1 mar 2007

Komentarz Heleny Łuczywo

"Żądania organizacji żydowskich i polskich idących ręka w rękę nacechowane są brakiem realizmu i odpowiedzialności. Czy zdają sobie sprawę, kto miałby za to zapłacić?

Władze naszego państwa nie powinny w żadnym razie ulegać groźbom Israela Singera, który już w 1996 r. straszył Polskę, że jeśli nie spełni jego żądań, będzie "publicznie upokarzana".

Nie wolno obciążać państwa polskiego odpowiedzialnością za mienie odebrane Żydom. To mienie zabrali Niemcy, Polska była ofiarą agresji, a nie jej sprawcą.

Nie jest zresztą jasne, kto właściwie upoważnił te żydowskie organizacje do reprezentowania ofiar Holocaustu. I z jakiej racji domagają się odszkodowań, nawet gdy nie ma spadkobierców?

Żadną miarą władze polskie nie powinny dopuścić, by żądania panów Singera i Szypowskiego stały się przedmiotem poważnej debaty, a tym bardziej, by stanowiły usprawiedliwienie dla głosów antysemickich, które pojawiły się w środowiskach wspierających rządzącą koalicję, np. w mediach o. Rydzyka. Ten antysemityzm szkodzi Polsce i naraża na szwank nasze dobre imię.

Sprawę odszkodowań trzeba wreszcie zamknąć ustawą reprywatyzacyjną, biorąc jednak pod uwagę polskie realia. Projekt takiej ustawy jest w Sejmie."

Pozwolę sobie zacytować cały komentarz Pani Heleny Łuczywo, która jest bardziej ode mnie uprawniona do artykułowania takich myśli.
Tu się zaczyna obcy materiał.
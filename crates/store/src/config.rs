//! Store configuration.

use std::path::PathBuf;

/// What to do when the backing document cannot be parsed at load.
#[derive(Debug, Clone, Copy, PartialEq, Eq, Default)]
pub enum LoadPolicy {
    /// Substitute an empty collection and log a warning. Callers cannot
    /// distinguish "no records" from "load failed"; that trade-off is the
    /// historical default and is kept as such.
    #[default]
    FailOpen,
    /// Surface the parse failure as a hard error. A missing document is
    /// still an empty collection under either policy, since a fresh store
    /// must be creatable.
    Strict,
}

/// Store configuration.
#[derive(Debug, Clone)]
pub struct StoreConfig {
    /// Location of the backing document.
    pub path: PathBuf,

    /// Policy for a malformed backing document at load.
    pub load_policy: LoadPolicy,
}

impl Default for StoreConfig {
    fn default() -> Self {
        Self {
            path: PathBuf::from("catalog.json"),
            load_policy: LoadPolicy::FailOpen,
        }
    }
}

impl StoreConfig {
    /// Configuration pointing at the given document with the default policy.
    pub fn at(path: impl Into<PathBuf>) -> Self {
        Self {
            path: path.into(),
            ..Self::default()
        }
    }

    /// Switch to the strict load policy.
    pub fn strict(mut self) -> Self {
        self.load_policy = LoadPolicy::Strict;
        self
    }
}
//! Core types for the CineDB catalog.
//!
//! This crate defines the strictly-typed record model shared by every other
//! crate in the workspace:
//! - [`Movie`]: one catalog record with the fixed field set
//! - [`MovieDraft`] / [`MoviePatch`]: create and partial-update payloads
//! - [`CatalogError`] / [`Result`]: the error taxonomy

pub mod error;
pub mod record;

pub use error::{CatalogError, Result};
pub use record::{Movie, MovieDraft, MoviePatch};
Po pierwsze z racji korzeni żydowskich, od których nigdy się nie odżegnywała, po drugie z racji pozycji, jaką ma w Gazecie Wyborczej, którą trudno posądzać o antysemityzm.

Artykuł w Gazecie ma ostry tytuł, który oddaje sedno sprawy – pazerność organizacji, która w cwany sposób miesza zatroskanie losem ograbionych i wymordowanych z zatroskaniem o własne, gigantyczne korzyści. To właśnie chyba pokazowa pazerność Przemysłu Holocaust.

Tak wyglądałaby pazerność mojego sąsiada, gdyby po zamordowaniu mnie i mojej rodziny i po obrabowaniu nas z wszystkiego, poszedł upominać się o odszkodowanie nie dla moich krewnych, tylko DLA SIEBIE! A na pytanie, co jest podstawą jego roszczeń, odpowiedziałby – „jestem Polakiem i oni byli Polakami, więc mi się należy!”


Mój filosemityzm, cała moja ogromna sympatia do Żydów jako współobywateli, współziomków, budujących kulturę, gospodarkę i historię Państw Polskich, dawnych i obecnych daje mi prawo do niezgody na taką PAZERNOŚĆ.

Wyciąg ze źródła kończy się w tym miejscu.